**To get a set of short term credentials for an IAM identity**

The following ``get-session-token`` command retrieves a set of short-term credentials for the IAM identity making the call. The resulting credentials can be used for requests where multi-factor authentication (MFA) is required by policy.

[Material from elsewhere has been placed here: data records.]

/// Session state machine for the single in-flight radio operation
///
/// The machine is a pure function of `(Session, Event)`. It never touches the
/// radio itself; it returns the commands the caller must issue and, when the
/// operation reached a result, the outcome to hand to the waiting request.
use log::debug;
use tokio::time::Instant;

use crate::error::Error;
use crate::models::{BdAddr, Reading};

/// Connection handle assigned by the radio stack when a link opens.
pub type ConnHandle = u16;

/// Client configuration descriptor of the sensor's response characteristic.
pub const NOTIFY_CCCD_HANDLE: u16 = 0x0010;
/// Descriptor value that enables notifications.
pub const ENABLE_NOTIFY: [u8; 2] = [0x01, 0x00];

#[derive(Debug, Clone, Copy, PartialEq, Eq)]
pub enum Phase {
    Idle,
    Opening,
    Writing,
    AwaitingNotify,
    Closing,
    ScanParamSet,
    Scanning,
}

/// One broadcast as reported by the radio stack.
#[derive(Debug, Clone, PartialEq, Eq)]
pub struct Advertisement {
    pub address: BdAddr,
    pub name: Option<String>,
    /// Service data including the leading 2-byte service tag.
    pub service_data: Option<Vec<u8>>,
}

/// Inputs to the state machine: requests from the manager and radio events.
#[derive(Debug, Clone, PartialEq)]
pub enum Event {
    OpenRequest { address: BdAddr, deadline: Instant },
    ScanRequest { deadline: Instant },
    OpenSucceeded { address: BdAddr, conn: ConnHandle },
    OpenFailed { address: BdAddr },
    WriteSucceeded { conn: ConnHandle },
    WriteFailed { conn: ConnHandle },
    Notification { conn: ConnHandle, value: Vec<u8> },
    CloseCompleted { conn: ConnHandle },
    ScanParamsSet,
    ScanFailed,
    Advertisement(Advertisement),
    ScanComplete,
    /// Deadline passed: tear down whatever is in flight.
    Abort,
    /// Teardown confirmation never came: drop the session regardless.
    ForceIdle,
}

/// Side effects for the radio stack.
#[derive(Debug, Clone, PartialEq, Eq)]
pub enum Command {
    Connect(BdAddr),
    CancelConnect(BdAddr),
    Write {
        conn: ConnHandle,
        handle: u16,
        value: Vec<u8>,
    },
    Close { conn: ConnHandle },
    SetScanParams,
    StartScan,
    StopScan,
}

impl Command {
    /// The event that stands in for the stack's answer when it refuses the command outright.
    pub fn rejection(&self) -> Option<Event> {
        match self {
            Command::Connect(address) => Some(Event::OpenFailed { address: *address }),
            Command::Write { conn, .. } => Some(Event::WriteFailed { conn: *conn }),
            Command::Close { conn } => Some(Event::CloseCompleted { conn: *conn }),
            Command::SetScanParams | Command::StartScan => Some(Event::ScanFailed),
            Command::CancelConnect(_) | Command::StopScan => None,
        }
    }
}

/// Terminal result of a request, delivered to the waiting caller.
#[derive(Debug, Clone, PartialEq)]
pub enum Outcome {
    Reading(Reading),
    ScanFinished,
    Failed(Error),
}

/// Everything a transition asks of its caller.
#[derive(Debug, Default, PartialEq)]
pub struct Step {
    pub commands: Vec<Command>,
    pub outcome: Option<Outcome>,
}

impl Step {
    fn command(command: Command) -> Self {
        Step {
            commands: vec![command],
            outcome: None,
        }
    }

    fn outcome(outcome: Outcome) -> Self {
        Step {
            commands: Vec::new(),
            outcome: Some(outcome),
        }
    }

    fn with_outcome(mut self, outcome: Outcome) -> Self {
        self.outcome = Some(outcome);
        self
    }
}

#[derive(Debug, Clone, Copy, PartialEq, Eq)]
pub struct Session {
    phase: Phase,
    target: Option<BdAddr>,
    conn: Option<ConnHandle>,
    deadline: Option<Instant>,
}

impl Default for Session {
    fn default() -> Self {
        Session::idle()
    }
}

impl Session {
    pub const fn idle() -> Self {
        Session {
            phase: Phase::Idle,
            target: None,
            conn: None,
            deadline: None,
        }
    }

    pub fn phase(&self) -> Phase {
        self.phase
    }

    pub fn target(&self) -> Option<BdAddr> {
        self.target
    }

    pub fn conn(&self) -> Option<ConnHandle> {
        self.conn
    }

    pub fn deadline(&self) -> Option<Instant> {
        self.deadline
    }

    pub fn is_idle(&self) -> bool {
        self.phase == Phase::Idle
    }

    fn owns(&self, conn: ConnHandle) -> bool {
        self.conn == Some(conn)
    }

    fn enter(self, phase: Phase) -> Self {
        Session { phase, ..self }
    }
}

/// Advance the session by one event.
pub fn transition(session: Session, event: Event) -> (Session, Step) {
    use Phase::*;

    match (session.phase, event) {
        (Idle, Event::OpenRequest { address, deadline }) => (
            Session {
                phase: Opening,
                target: Some(address),
                conn: None,
                deadline: Some(deadline),
            },
            Step::command(Command::Connect(address)),
        ),
        (Idle, Event::ScanRequest { deadline }) => (
            Session {
                phase: ScanParamSet,
                target: None,
                conn: None,
                deadline: Some(deadline),
            },
            Step::command(Command::SetScanParams),
        ),

        (Opening, Event::OpenSucceeded { address, conn }) if session.target == Some(address) => {
            let session = Session {
                conn: Some(conn),
                ..session.enter(Writing)
            };
            let write = Command::Write {
                conn,
                handle: NOTIFY_CCCD_HANDLE,
                value: ENABLE_NOTIFY.to_vec(),
            };
            (session, Step::command(write))
        }
        (_, Event::OpenSucceeded { address, conn }) => {
            // A link nobody is waiting for, e.g. from an aborted session
            debug!("Closing unsolicited connection {} to {}", conn, address);
            (session, Step::command(Command::Close { conn }))
        }
        (Opening, Event::OpenFailed { address }) if session.target == Some(address) => {
            (Session::idle(), Step::outcome(Outcome::Failed(Error::OpenFailed)))
        }

        (Writing, Event::WriteSucceeded { conn }) if session.owns(conn) => {
            (session.enter(AwaitingNotify), Step::default())
        }
        (Writing, Event::WriteFailed { conn }) if session.owns(conn) => {
            let step = Step::command(Command::Close { conn })
                .with_outcome(Outcome::Failed(Error::WriteFailed));
            (session.enter(Closing), step)
        }

        (AwaitingNotify, Event::Notification { conn, value }) if session.owns(conn) => {
            let outcome = match parse_response(&value) {
                Ok(reading) => Outcome::Reading(reading),
                Err(e) => Outcome::Failed(e),
            };
            (
                session.enter(Closing),
                Step::command(Command::Close { conn }).with_outcome(outcome),
            )
        }

        (phase, Event::CloseCompleted { conn }) if session.owns(conn) => {
            let step = match phase {
                Writing | AwaitingNotify => Step::outcome(Outcome::Failed(Error::Disconnected)),
                _ => Step::default(),
            };
            (Session::idle(), step)
        }

        (ScanParamSet, Event::ScanParamsSet) => {
            (session.enter(Scanning), Step::command(Command::StartScan))
        }
        (ScanParamSet | Scanning, Event::ScanFailed) => {
            (Session::idle(), Step::outcome(Outcome::Failed(Error::ScanFailed)))
        }
        (Scanning, Event::ScanComplete) => (Session::idle(), Step::outcome(Outcome::ScanFinished)),

        (Opening, Event::Abort) => {
            let step = session
                .target
                .map(|address| Step::command(Command::CancelConnect(address)))
                .unwrap_or_default();
            (Session::idle(), step)
        }
        (Writing | AwaitingNotify, Event::Abort) => match session.conn {
            Some(conn) => (session.enter(Closing), Step::command(Command::Close { conn })),
            None => (Session::idle(), Step::default()),
        },
        (ScanParamSet, Event::Abort) => (Session::idle(), Step::default()),
        (Scanning, Event::Abort) => (
            Session::idle(),
            Step::command(Command::StopScan).with_outcome(Outcome::ScanFinished),
        ),

        (_, Event::ForceIdle) => (Session::idle(), Step::default()),

        // Stale handles, out-of-phase confirmations and broadcasts change nothing
        (_, _) => (session, Step::default()),
    }
}

/// Parse the sensor's notification text, `T=<decimal> H=<decimal>`.
///
/// Sensors pad the value with a trailing NUL; anything else around the two
/// fields makes the response malformed.
pub fn parse_response(value: &[u8]) -> Result<Reading, Error> {
    let text = std::str::from_utf8(value).map_err(|_| Error::Malformed)?;
    let text = text.trim_end_matches('\0');

    let (t, h) = text
        .strip_prefix("T=")
        .and_then(|rest| rest.split_once(" H="))
        .ok_or(Error::Malformed)?;
    let temperature: f32 = t.parse().map_err(|_| Error::Malformed)?;
    let humidity: f32 = h.parse().map_err(|_| Error::Malformed)?;
    if !temperature.is_finite() || !humidity.is_finite() {
        return Err(Error::Malformed);
    }

    Ok(Reading {
        temperature: Some(temperature),
        humidity: Some(humidity),
    })
}
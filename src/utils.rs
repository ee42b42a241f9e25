/// Utility functions for the poll cycle: draining results and formatting
use time::{format_description, OffsetDateTime};

use crate::bluetooth::store::ResultStore;
use crate::models::{Reading, SensorIdentity};

/// Format a timestamp for human-readable logging
///
/// Converts an OffsetDateTime to DD.MM.YYYY - HH:MM:SS format
/// Falls back to default string representation if formatting fails.
pub fn format_datetime(dt: &OffsetDateTime) -> String {
    match format_description::parse("[day].[month].[year] - [hour]:[minute]:[second]") {
        Ok(format) => dt.format(&format).unwrap_or_else(|_| dt.to_string()),
        Err(_) => dt.to_string(),
    }
}

/// Convert a time::Duration to seconds as u64, negative durations as zero
pub fn duration_to_seconds(duration: time::Duration) -> u64 {
    duration.whole_seconds().max(0) as u64
}

/// Consume the current readings of every configured sensor
///
/// Each value is taken out of the store, so a sensor that stays silent until
/// the next cycle is reported as absent rather than repeating stale data.
///
/// # Arguments
/// * `store` - Result store whose slots follow `sensors` order
/// * `sensors` - Configured sensors
///
/// # Returns
/// One entry per sensor, in slot order, including empty readings
pub fn drain_readings(
    store: &ResultStore,
    sensors: &[SensorIdentity],
) -> Vec<(SensorIdentity, Reading)> {
    sensors
        .iter()
        .enumerate()
        .map(|(slot, sensor)| {
            let reading = Reading {
                temperature: store.take_temperature(slot),
                humidity: store.take_humidity(slot),
            };
            (sensor.clone(), reading)
        })
        .collect()
}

The credentials expire 15 minutes after they are generated. ::

    aws sts get-session-token \
        --duration-seconds 900 \
        --serial-number "YourMFADeviceSerialNumber" \
        --token-code 123456

Output::

    {
        "Credentials": {
            "AccessKeyId": "ASIAIOSFODNN7EXAMPLE",
            "SecretAccessKey": "wJalrXUtnFEMI/K7MDENG/bPxRfiCYzEXAMPLEKEY",
            "SessionToken": "AQoEXAMPLEH4aoAH0gNCAPyJxz4BlCFFxWNE1OPTgk5TthT+FvwqnKwRcOIfrRh3c/LTo6UDdyJwOOvEVPvLXCrrrUtdnniCEXAMPLE/IvU1dYUg2RVAJBanLiHb4IgRmpRV3zrkuWJOgQs8IZZaIv2BXIa2R4OlgkBN9bkUDNCJiBeb/AXlzBBko7b15fjrBs2+cTQtpZ3CYWFXG8C5zqx37wnOE49mRl/+OtkIKGO7fAE",
            "Expiration": "2020-05-19T18:06:10+00:00"
        }
    }

For more information, see `Requesting Temporary Security Credentials <https://docs.aws.amazon.com/IAM/latest/UserGuide/id_credentials_temp_request.html#api_getsessiontoken>`__ in the *AWS IAM User Guide*.